:: What is required ::
Using the data below, copy every line that contains the word "hours".

Dataset items:
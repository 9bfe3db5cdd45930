//! In-memory implementations of the core collaborator traits.
//!
//! Everything here lives for the life of the process. Lists are kept newest
//! first, matching how the caregiver dashboard reads them.

use crate::models::{ActivityRecord, FamilyMember, StoredAlert, StoredEmail, UnknownFace};
use async_trait::async_trait;
use chrono::Utc;
use memora_core::faces::{FaceMatcher, RecognizedPerson};
use memora_core::notify::{ActivityEvent, ActivityKind, ActivityLog, AlertRequest, Email, Notifier};
use memora_core::reminder::{NewReminder, Reminder, ReminderPatch, ReminderStatus, ScheduleEntry};
use memora_core::store::{CompletionTarget, ReminderStore, StoreError};
use std::sync::Arc;
use std::sync::atomic::{AtomicUsize, Ordering};
use tokio::sync::RwLock;
use uuid::Uuid;

/// Capped, newest-first caregiver activity feed.
pub struct ActivityFeed {
    events: RwLock<Vec<ActivityRecord>>,
    cap: usize,
}

impl ActivityFeed {
    pub fn new() -> Self {
        Self::with_capacity(200)
    }

    pub fn with_capacity(cap: usize) -> Self {
        Self {
            events: RwLock::new(Vec::new()),
            cap,
        }
    }

    pub async fn snapshot(&self) -> Vec<ActivityRecord> {
        self.events.read().await.clone()
    }
}

impl Default for ActivityFeed {
    fn default() -> Self {
        Self::new()
    }
}

#[async_trait]
impl ActivityLog for ActivityFeed {
    async fn append(&self, event: ActivityEvent) -> anyhow::Result<()> {
        let mut events = self.events.write().await;
        events.insert(
            0,
            ActivityRecord {
                id: Uuid::new_v4(),
                icon: event.icon,
                title: event.title,
                description: event.description,
                kind: event.kind,
                time: Utc::now(),
            },
        );
        events.truncate(self.cap);
        Ok(())
    }
}

/// Alert and email outbox. Sends never leave the process; the dashboard
/// reads them back out.
pub struct Outbox {
    alerts: RwLock<Vec<StoredAlert>>,
    emails: RwLock<Vec<StoredEmail>>,
    activity: Arc<ActivityFeed>,
}

impl Outbox {
    pub fn new(activity: Arc<ActivityFeed>) -> Self {
        Self {
            alerts: RwLock::new(Vec::new()),
            emails: RwLock::new(Vec::new()),
            activity,
        }
    }

    pub async fn alerts_snapshot(&self) -> Vec<StoredAlert> {
        self.alerts.read().await.clone()
    }

    pub async fn emails_snapshot(&self) -> Vec<StoredEmail> {
        self.emails.read().await.clone()
    }
}

#[async_trait]
impl Notifier for Outbox {
    async fn send_alert(&self, alert: AlertRequest) -> anyhow::Result<()> {
        self.alerts.write().await.insert(
            0,
            StoredAlert {
                id: Uuid::new_v4(),
                title: alert.title.clone(),
                severity: alert.severity,
                description: alert.description.clone(),
                time: Utc::now(),
            },
        );
        self.activity
            .append(ActivityEvent::new(
                "⚠️",
                alert.title,
                alert.description,
                ActivityKind::Emergency,
            ))
            .await
    }

    async fn send_email(&self, email: Email) -> anyhow::Result<()> {
        self.emails.write().await.insert(
            0,
            StoredEmail {
                id: Uuid::new_v4(),
                to: email.to.clone(),
                subject: email.subject.clone(),
                body: email.body,
                time: Utc::now(),
            },
        );
        self.activity
            .append(ActivityEvent::new(
                "✉️",
                format!("Email sent to {}", email.to),
                email.subject,
                ActivityKind::Notification,
            ))
            .await
    }
}

/// Minutes since midnight for a canonical `"H:MM AM/PM"` label. Unparseable
/// labels sort last.
fn time_sort_key(time: &str) -> u32 {
    let Some((clock, meridiem)) = time.split_once(' ') else {
        return u32::MAX;
    };
    let Some((hours, minutes)) = clock.split_once(':') else {
        return u32::MAX;
    };
    let (Ok(hours), Ok(minutes)) = (hours.parse::<u32>(), minutes.parse::<u32>()) else {
        return u32::MAX;
    };
    let hours = match (hours, meridiem) {
        (12, "AM") => 0,
        (12, "PM") => 12,
        (h, "PM") => h + 12,
        (h, _) => h,
    };
    hours * 60 + minutes
}

/// In-memory reminder store. Completion by title is case-insensitive and
/// skips already-completed reminders, so repeat titles resolve to the still
/// active one.
pub struct MemoryStore {
    reminders: RwLock<Vec<Reminder>>,
    activity: Arc<ActivityFeed>,
}

impl MemoryStore {
    pub fn new(activity: Arc<ActivityFeed>) -> Self {
        Self {
            reminders: RwLock::new(Vec::new()),
            activity,
        }
    }

    pub async fn all(&self) -> Vec<Reminder> {
        self.reminders.read().await.clone()
    }

    pub async fn get(&self, id: Uuid) -> Option<Reminder> {
        self.reminders.read().await.iter().find(|r| r.id == id).cloned()
    }
}

#[async_trait]
impl ReminderStore for MemoryStore {
    async fn create(&self, reminder: NewReminder) -> Result<Reminder, StoreError> {
        let created = Reminder {
            id: Uuid::new_v4(),
            title: reminder.title,
            time: reminder.time,
            frequency: reminder.frequency,
            status: ReminderStatus::Active,
            created_at: Utc::now(),
        };
        self.reminders.write().await.insert(0, created.clone());
        let _ = self
            .activity
            .append(ActivityEvent::new(
                "🔔",
                format!("Reminder created: {}", created.title),
                format!("Scheduled at {} ({})", created.time, created.frequency),
                ActivityKind::Reminder,
            ))
            .await;
        Ok(created)
    }

    async fn update(
        &self,
        id: Uuid,
        patch: ReminderPatch,
    ) -> Result<Option<Reminder>, StoreError> {
        let mut reminders = self.reminders.write().await;
        let Some(reminder) = reminders.iter_mut().find(|r| r.id == id) else {
            return Ok(None);
        };
        if let Some(title) = patch.title {
            reminder.title = title;
        }
        if let Some(time) = patch.time {
            reminder.time = time;
        }
        if let Some(frequency) = patch.frequency {
            reminder.frequency = frequency;
        }
        if let Some(status) = patch.status {
            reminder.status = status;
        }
        Ok(Some(reminder.clone()))
    }

    async fn complete(&self, target: CompletionTarget) -> Result<Option<Reminder>, StoreError> {
        let mut reminders = self.reminders.write().await;
        let found = match &target {
            CompletionTarget::Id(id) => reminders.iter_mut().find(|r| r.id == *id),
            CompletionTarget::Title(title) => {
                let wanted = title.trim().to_lowercase();
                reminders.iter_mut().find(|r| {
                    r.status != ReminderStatus::Completed && r.title.to_lowercase() == wanted
                })
            }
        };
        let Some(reminder) = found else {
            return Ok(None);
        };
        reminder.status = ReminderStatus::Completed;
        let completed = reminder.clone();
        drop(reminders);
        let _ = self
            .activity
            .append(ActivityEvent::new(
                "✅",
                format!("Reminder completed: {}", completed.title),
                completed.time.clone(),
                ActivityKind::Reminder,
            ))
            .await;
        Ok(Some(completed))
    }

    async fn list(&self, status: ReminderStatus) -> Result<Vec<Reminder>, StoreError> {
        Ok(self
            .reminders
            .read()
            .await
            .iter()
            .filter(|r| r.status == status)
            .cloned()
            .collect())
    }

    async fn schedule_today(&self) -> Result<Vec<ScheduleEntry>, StoreError> {
        let mut entries: Vec<ScheduleEntry> = self
            .reminders
            .read()
            .await
            .iter()
            .map(|r| ScheduleEntry {
                id: r.id,
                time: r.time.clone(),
                task: r.title.clone(),
                frequency: r.frequency,
                status: r.status,
            })
            .collect();
        entries.sort_by_key(|e| time_sort_key(&e.time));
        Ok(entries)
    }
}

fn hash_prefix(s: &str) -> u32 {
    s.chars()
        .take(500)
        .fold(0u32, |h, c| h.wrapping_mul(31).wrapping_add(c as u32))
}

/// Face matcher backed by the family roster.
///
/// Webcam captures arrive as data URLs; a stable hash of the prefix picks a
/// member (or nobody) deterministically. Training-image paths resolve by
/// path match, and anything else rotates through the roster.
pub struct RosterMatcher {
    family: RwLock<Vec<FamilyMember>>,
    unknown: RwLock<Vec<UnknownFace>>,
    rotate: AtomicUsize,
}

impl RosterMatcher {
    pub fn new(family: Vec<FamilyMember>) -> Self {
        Self {
            family: RwLock::new(family),
            unknown: RwLock::new(Vec::new()),
            rotate: AtomicUsize::new(0),
        }
    }

    pub fn seeded() -> Self {
        Self::new(vec![
            FamilyMember {
                name: "Sarah Johnson".to_string(),
                relation: "Daughter".to_string(),
                photo_url: Some("/images/family/sarah1.jpg".to_string()),
                training_images: vec![
                    "/images/family/sarah1.jpg".to_string(),
                    "/images/family/sarah2.jpg".to_string(),
                ],
            },
            FamilyMember {
                name: "Michael Johnson".to_string(),
                relation: "Son".to_string(),
                photo_url: Some("/images/family/michael1.jpg".to_string()),
                training_images: vec![
                    "/images/family/michael1.jpg".to_string(),
                    "/images/family/michael2.jpg".to_string(),
                ],
            },
            FamilyMember {
                name: "Emma Wilson".to_string(),
                relation: "Granddaughter".to_string(),
                photo_url: Some("/images/family/emma1.jpg".to_string()),
                training_images: vec!["/images/family/emma1.jpg".to_string()],
            },
        ])
    }

    pub async fn unknown_snapshot(&self) -> Vec<UnknownFace> {
        self.unknown.read().await.clone()
    }

    fn person(member: &FamilyMember) -> RecognizedPerson {
        RecognizedPerson {
            name: member.name.clone(),
            relation: member.relation.clone(),
            image_url: member
                .training_images
                .first()
                .cloned()
                .or_else(|| member.photo_url.clone()),
        }
    }
}

#[async_trait]
impl FaceMatcher for RosterMatcher {
    async fn identify(&self, image_data: &str) -> Option<RecognizedPerson> {
        let family = self.family.read().await;
        if family.is_empty() {
            return None;
        }
        if image_data.starts_with("data:") {
            let slot = hash_prefix(image_data) as usize % (family.len() + 1);
            return family.get(slot).map(Self::person);
        }
        if image_data.contains("/images/family/") {
            if let Some(member) = family.iter().find(|m| {
                m.training_images.iter().any(|p| image_data.contains(p))
                    || m.photo_url.as_ref().is_some_and(|p| image_data.contains(p))
            }) {
                return Some(Self::person(member));
            }
        }
        let index = self.rotate.fetch_add(1, Ordering::Relaxed) % family.len();
        family.get(index).map(Self::person)
    }

    async fn save_unknown(&self, image_data: &str) {
        self.unknown.write().await.insert(
            0,
            UnknownFace {
                id: Uuid::new_v4(),
                image_data: image_data.to_string(),
                captured_at: Utc::now(),
            },
        );
    }
}
//! Face-match collaborator contract.
//!
//! Descriptor math lives entirely outside the core; this trait only exposes a
//! match-or-null lookup plus a capture hook for unrecognized faces. Whatever
//! the matcher returns is passed through the pipeline reply opaquely.

use async_trait::async_trait;
use serde::{Deserialize, Serialize};

/// A face captured by the client, ordered left-to-right by `x` when several
/// are present in one frame.
#[derive(Debug, Clone, PartialEq, Serialize, Deserialize)]
pub struct CapturedFace {
    #[serde(default)]
    pub x: f64,
    pub image_data: String,
}

/// A known person the matcher resolved a face to.
#[derive(Debug, Clone, PartialEq, Serialize, Deserialize)]
pub struct RecognizedPerson {
    pub name: String,
    pub relation: String,
    #[serde(skip_serializing_if = "Option::is_none")]
    pub image_url: Option<String>,
}

/// Contract for the external face matcher.
#[cfg_attr(test, mockall::automock)]
#[async_trait]
pub trait FaceMatcher: Send + Sync {
    /// Resolves an image to a known person, or `None` for a stranger.
    async fn identify(&self, image_data: &str) -> Option<RecognizedPerson>;

    /// Saves an unrecognized face for caregiver review.
    async fn save_unknown(&self, image_data: &str);
}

:: Exercise result ::
    let Some((hours, minutes)) = clock.split_once(':') else {
    let (Ok(hours), Ok(minutes)) = (hours.parse::<u32>(), minutes.parse::<u32>()) else {
    let hours = match (hours, meridiem) {
    hours * 60 + minutes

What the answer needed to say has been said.